## PROBLEM STATEMENT:
Wherever "each" shows up in the records below, copy the whole line.

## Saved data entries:
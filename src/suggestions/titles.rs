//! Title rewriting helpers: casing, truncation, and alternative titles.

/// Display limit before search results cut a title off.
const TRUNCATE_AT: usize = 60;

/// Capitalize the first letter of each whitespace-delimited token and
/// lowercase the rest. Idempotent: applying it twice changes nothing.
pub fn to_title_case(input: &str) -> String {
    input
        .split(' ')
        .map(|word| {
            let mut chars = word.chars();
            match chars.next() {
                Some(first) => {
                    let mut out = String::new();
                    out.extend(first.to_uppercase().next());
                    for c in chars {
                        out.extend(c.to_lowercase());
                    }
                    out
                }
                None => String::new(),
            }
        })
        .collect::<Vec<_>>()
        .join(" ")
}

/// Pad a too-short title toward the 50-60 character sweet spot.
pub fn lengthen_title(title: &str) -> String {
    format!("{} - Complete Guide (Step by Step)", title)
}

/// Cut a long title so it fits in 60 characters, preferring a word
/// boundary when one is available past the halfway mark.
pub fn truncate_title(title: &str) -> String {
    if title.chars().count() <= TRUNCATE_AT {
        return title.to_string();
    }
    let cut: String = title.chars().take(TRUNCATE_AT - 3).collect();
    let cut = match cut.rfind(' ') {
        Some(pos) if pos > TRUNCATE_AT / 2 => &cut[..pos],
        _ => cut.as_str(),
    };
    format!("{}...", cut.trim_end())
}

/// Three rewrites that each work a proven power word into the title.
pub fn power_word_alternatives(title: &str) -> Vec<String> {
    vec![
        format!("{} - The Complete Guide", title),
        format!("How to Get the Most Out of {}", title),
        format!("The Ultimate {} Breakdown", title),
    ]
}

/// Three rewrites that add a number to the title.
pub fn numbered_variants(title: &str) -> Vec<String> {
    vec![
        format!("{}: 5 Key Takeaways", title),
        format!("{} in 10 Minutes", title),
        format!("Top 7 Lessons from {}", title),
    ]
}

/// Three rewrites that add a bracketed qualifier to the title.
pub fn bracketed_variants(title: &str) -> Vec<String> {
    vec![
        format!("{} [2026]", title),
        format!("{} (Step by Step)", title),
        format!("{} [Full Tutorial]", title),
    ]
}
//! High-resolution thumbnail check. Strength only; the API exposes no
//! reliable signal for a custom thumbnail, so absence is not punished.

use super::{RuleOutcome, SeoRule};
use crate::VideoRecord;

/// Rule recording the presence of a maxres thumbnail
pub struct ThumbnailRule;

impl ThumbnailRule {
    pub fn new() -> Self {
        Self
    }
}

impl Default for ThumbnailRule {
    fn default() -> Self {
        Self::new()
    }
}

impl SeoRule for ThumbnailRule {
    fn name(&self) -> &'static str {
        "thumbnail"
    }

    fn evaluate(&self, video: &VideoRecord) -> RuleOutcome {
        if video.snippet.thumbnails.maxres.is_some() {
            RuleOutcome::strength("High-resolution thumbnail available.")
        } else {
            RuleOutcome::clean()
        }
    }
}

## PROBLEM SOLUTION:
/// Capitalize the first letter of each whitespace-delimited token and
/// Three rewrites that each work a proven power word into the title.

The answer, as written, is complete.